Sartre berpendapat kebebasan itu mutlak. Kebebasan ini juga diabadikan Prancis dalam slogannya yang masyhur "Liberté, égalité, fraternité"—kebebasan, kesetaraan dan persaudaraan.
Jika kebebasan diagungkan di Prancis, bukankah ber-burkini adalah pengejawantahan dari kebebasan itu sendiri?
Bukankah Muslimah bebas menutupi tubuh mereka, seperti halnya wanita-wanita Prancis bebas mengumbar aurat?
Kebebasan bukan hanya milik wanita Barat bukan?

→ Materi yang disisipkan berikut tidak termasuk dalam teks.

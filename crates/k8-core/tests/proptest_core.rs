//! Property-based tests for the K8 core runtime.
//!
//! Uses proptest to generate random stimulus, mask and load/unload
//! sequences, then verify structural invariants hold.

use k8_core::bus::{BusMask, low_bits};
use k8_core::catalog::CatalogBuilder;
use k8_core::id::NodeId;
use k8_core::metadata::{Access, ComponentMeta};
use k8_core::round::{CancelToken, SchedulerConfig};
use k8_core::runtime::Runtime;
use k8_core::test_utils::*;
use proptest::prelude::*;
use std::sync::Arc;

// ===========================================================================
// Generators
// ===========================================================================

/// A root with a passive 16-bit `bus` terminal, plus the mocks.
fn bus_runtime(config: SchedulerConfig) -> Runtime {
    let mut builder = CatalogBuilder::new();
    register_mocks(&mut builder);
    register::<Passive>(
        &mut builder,
        "bus16",
        ComponentMeta::new().terminal("bus", 16, Access::External),
    );
    let mut rt = Runtime::new(Arc::new(builder.build().unwrap()), config);
    rt.load_root("bus16").unwrap();
    rt
}

fn arb_mask(width: u32) -> impl Strategy<Value = BusMask> {
    (0..width).prop_flat_map(move |offset| (Just(offset), 1..=width - offset)).prop_map(|(o, c)| BusMask::new(o, c))
}

/// Operations on a `bus16` root.
#[derive(Debug, Clone)]
enum Op {
    Drive(BusMask, u64),
    Load(u8),
    Unload(usize),
    Step,
}

fn arb_ops(max_ops: usize) -> impl Strategy<Value = Vec<Op>> {
    proptest::collection::vec(
        prop_oneof![
            (arb_mask(16), any::<u64>()).prop_map(|(m, v)| Op::Drive(m, v)),
            (0..3u8).prop_map(Op::Load),
            (0..16usize).prop_map(Op::Unload),
            Just(Op::Step),
        ],
        1..=max_ops,
    )
}

/// Apply `ops`, tracking the children loaded by this call. Round failures
/// are impossible with these component types.
fn apply(rt: &mut Runtime, ops: &[Op]) -> Vec<NodeId> {
    let root = rt.graph().root().unwrap();
    let bus = rt.terminal(root, "bus").unwrap();
    let mut children: Vec<NodeId> = Vec::new();
    for op in ops {
        match op {
            Op::Drive(mask, value) => rt.drive(bus, Some(*mask), *value).unwrap(),
            Op::Load(kind) => {
                let type_name = ["driver4", "probe4", "passive"][*kind as usize];
                let mut n = 0;
                while rt.graph().find_child(root, &format!("c{n}")).is_some() {
                    n += 1;
                }
                let name = format!("c{n}");
                children.push(rt.load_named(type_name, Some(&name), Some(root)).unwrap());
            }
            Op::Unload(i) => {
                if !children.is_empty() {
                    let node = children.remove(i % children.len());
                    rt.unload(node).unwrap();
                }
            }
            Op::Step => {
                rt.step().unwrap();
            }
        }
    }
    children
}

// ===========================================================================
// Properties
// ===========================================================================

proptest! {
    #![proptest_config(ProptestConfig::with_cases(50))]

    /// A bridged reader sees exactly what the driver committed.
    #[test]
    fn bridge_carries_any_value(value in 0..16u64) {
        let mut rt = pair_runtime(SchedulerConfig::default());
        let a = rt.graph().resolve_path("~/a").unwrap();
        set_driver(&mut rt, a, value);
        rt.step().unwrap();
        let b_in = rt.terminal_at("~/b", "in").unwrap();
        prop_assert_eq!(rt.read(b_in), Some(value));
    }

    /// A masked drive changes exactly the selected bits.
    #[test]
    fn masked_drive_touches_only_selected_bits(
        before in 0..=0xFFFFu64,
        mask in arb_mask(16),
        value in any::<u64>(),
    ) {
        let mut rt = bus_runtime(SchedulerConfig::default());
        let bus = rt.terminal_at("~", "bus").unwrap();
        rt.drive(bus, None, before).unwrap();
        rt.step().unwrap();

        rt.drive(bus, Some(mask), value).unwrap();
        rt.step().unwrap();

        let expected = mask.insert(before, value);
        prop_assert_eq!(rt.read(bus), Some(expected));
        prop_assert_eq!(rt.read_masked(bus, mask), Some(value & low_bits(mask.count)));
    }

    /// A stalled round leaves the committed state exactly as it was.
    #[test]
    fn failed_round_is_atomic(
        seed in arb_ops(10),
        stimulus in proptest::collection::vec((arb_mask(16), any::<u64>()), 1..5),
    ) {
        let mut rt = bus_runtime(SchedulerConfig { max_attempts_per_handler: 3, parallel: false });
        apply(&mut rt, &seed);
        rt.run(16, &CancelToken::new()).unwrap();

        let root = rt.graph().root().unwrap();
        rt.load_named("staller", Some("stall"), Some(root)).unwrap();
        let bus = rt.terminal(root, "bus").unwrap();
        for (mask, value) in &stimulus {
            rt.drive(bus, Some(*mask), *value).unwrap();
        }
        let hash = rt.state_hash();
        let round = rt.round();

        prop_assert!(rt.step().is_err());
        prop_assert_eq!(rt.state_hash(), hash);
        prop_assert_eq!(rt.round(), round);
    }

    /// Same operations, same state.
    #[test]
    fn replay_is_deterministic(ops in arb_ops(30)) {
        let mut a = bus_runtime(SchedulerConfig::default());
        let mut b = bus_runtime(SchedulerConfig::default());
        apply(&mut a, &ops);
        apply(&mut b, &ops);
        prop_assert_eq!(a.state_hash(), b.state_hash());
        prop_assert_eq!(a.round(), b.round());
    }

    /// Registry, graph and terminal bank stay in step through loads and
    /// unloads.
    #[test]
    fn bookkeeping_is_consistent(ops in arb_ops(40)) {
        let mut rt = bus_runtime(SchedulerConfig::default());
        let children = apply(&mut rt, &ops);

        prop_assert_eq!(rt.graph().node_count(), children.len() + 1);
        prop_assert_eq!(rt.registry().len(), rt.graph().node_count());
        let owned: usize = rt.graph().nodes().map(|(n, _)| rt.terminals().owned_by(n).len()).sum();
        prop_assert_eq!(rt.terminals().len(), owned);
        for node in children {
            let path = rt.graph().path(node).unwrap().to_string();
            prop_assert_eq!(rt.graph().resolve_path(&path), Some(node));
        }
    }

    /// Transaction ids never repeat or go backwards across rounds.
    #[test]
    fn transaction_ids_are_monotonic(ops in arb_ops(30)) {
        let mut rt = bus_runtime(SchedulerConfig::default());
        let root = rt.graph().root().unwrap();
        rt.load("driver4", Some(root)).unwrap();
        let mut last = None;
        for chunk in ops.chunks(4) {
            apply(&mut rt, chunk);
            let before = rt.scheduler().next_transaction();
            let report = rt.step().unwrap();
            if let Some(first) = report.first_transaction {
                prop_assert!(first >= before);
                if let Some(prev) = last {
                    prop_assert!(first > prev);
                }
            }
            if report.last_transaction.is_some() {
                last = report.last_transaction;
            }
        }
    }
}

Wanita Muslimah juga seharusnya punya kebebasan, setidaknya bebas dari kekangan norma yang mengungkung wanita di Barat, yaitu norma yang mengatakan bahwa wanita yang menutup tubuhnya tidak bebas. Padahal sebaliknya, mereka bebas sebebas-bebasnya.
Lingkaran setan
Alasan lain Prancis melarang burkini adalah menolak ekstremisme dan terorisme serta mencegah kekerasan. Benarkan demikian?
Abu Ammar Yasir Qadhi, ulama keturunan Pakistan asal Amerika, dalam akun Facebook-nya mengatakan kebijakan ini akan membuat Muslim termarginalkan. Padahal, lebih dari 7 juta umat Islam di Prancis telah menjadi bagian tidak terpisahkan dari masyarakat negara itu.
Termarginalkan memunculkan kemarahan. Kemarahan memunculkan kekerasan. Kekerasan memunculkan stereotip. Stereotip memunculkan kebijakan yang memarginalkan. Begitu seterusnya, lingkaran setan.
Bagaimana dengan HAM, bukankah memakai burqa termasuk dalam bagian keyakinan beragama yang tercantum dalam Deklarasi Universal Hak Asasi Manusia PBB? Bukankah Pasal 9 dari Konvensi HAM Eropa mengetengahkan soal "kebebasan berpikir dan beragama?"
Pada tahun 2014, Mahkamah HAM Eropa memutuskan larangan burqa di Prancis tidak bertentangan dengan hak asasi manusia karena dianggap cara pemerintah menyatukan warga dan peleburan budaya menjadi satu, yaitu budaya Barat.
Asma T. Uddin, direktur strategi di Pusat Kebebasan Agama dan Islam di Washington dalam tulisannya di New York Times, Rabu, 24 Agustus 2016 lalu, mengatakan keputusan ECHR tidak adil karena hakim-hakimnya adalah perwakilan negara-negara anggota, sarat kepentingan golongan.
Dia melanjutkan, keputusan ini membuktikan ECHR telah "menggunakan HAM untuk membatasi HAM."
Seharusnya Prancis bisa meniru Indonesia, negara berpopulasi 250 juta orang dengan ribuan kebudayaan di dalamnya.
Beragama di Indonesia sungguh nikmat.
Di negara ini, umat beragama bebas beribadah sesuai dengan keyakinan mereka. Berjilbab atau tidak berjilbab dilindungi dalam Pasal 29 UUD 1945. Ada beberapa gesekan memang, namun hal ini sifatnya isolated, tidak berkembang jadi isu nasional yang meresahkan.
Barangkali sudah waktunya Prancis mengubah slogannya, dari "Liberté, égalité, fraternité" menjadi "Bhineka Tunggal Ika".